With the newspapers' change in mission has come another change -- from multivocality to monovocality. "The logic of corporate journalism" has diminished newspapers' distinctiveness. Papers owned by the Gannett Co., the authors argue, exemplify this trend, "with their cookie-cutter designs, weak local ties, bland conservative politics, and overall obeisance to the demands of the chain."

But the Web goes even deeper into the abyss, the authors said. What Gannett did by purging, "the Web does by bingeing. The modern newspaper achieved monovocality by suppressing the multiple voices of the various streams of content it drew from." The Web disentangles those streams and opens itself up to all of the voices. "This potentially endless multiplication of options for the reader makes it impossible for the Web newspaper to impose a voice on its matter." Other observations:

o Reporters, now often aligned with newsmakers, have become "celebrities who speak from a position of race, gender, or other difference, as the notion of a universal observer has crumbled."
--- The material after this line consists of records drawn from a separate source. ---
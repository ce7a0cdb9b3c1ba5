use crate::registry::DecoratorKind;
use thiserror::Error;

#[derive(Error, Debug, Clone, PartialEq, Eq)]
pub enum StaticsError {
    #[error("unknown decorator `{name}`")]
    UnknownDecorator { name: String },
    #[error("decorator `{0}` is not registered")]
    UnregisteredKind(DecoratorKind),
    #[error("decorator `{0}` is registered twice")]
    DuplicateRegistration(DecoratorKind),
    #[error("decorators `{kind}` and `{other}` both claim position {position}")]
    ConflictingPosition { kind: DecoratorKind, other: DecoratorKind, position: u32 },
    #[error(
        "`trampolined` (position {trampolined}) must wrap `call-ec` (position {call_ec}) from the outside"
    )]
    EscapeOutsideTrampoline { trampolined: u32, call_ec: u32 },
    #[error("the decorator registry is already installed")]
    RegistryInstalled,
    #[error("misplaced `capture` in {func}: {reason}")]
    CapturePlacement { func: String, reason: &'static str },
}

pub type Result<T> = std::result::Result<T, StaticsError>;
//! Runs transformed bounce programs.
//!
//! Tail calls evaluate to jump records which a trampoline runs in constant
//! stack space. Continuations are ordinary callables over the rest of a
//! function body, and call-by-need bodies pass promises around instead of
//! values.

#![allow(clippy::style)]
#![allow(clippy::useless_format)]

pub mod syntax;
pub use syntax::{Callable, Value, Variant};
pub mod jump;
pub use jump::diagnostics;
pub mod promise;
mod apply;
mod trampoline;
pub use trampoline::Step;
pub mod eval;
pub use eval::{Frame, Runtime};
mod builtin;
pub mod fmt;
pub mod err;
pub use err::*;

#[cfg(test)]
mod tests;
o The most striking quality of online newspapers is "the dominance of promotion. The visual relationship of online operations to their sponsoring newspapers resembles that of advertising to journalism." Put another way, the line between the medium and the advertiser has blurred radically.

o Eventually Web news will absorb many functions of print. But, "The form of the Web moves news even further from event-centered reporting and toward analysis, interpretation and prediction."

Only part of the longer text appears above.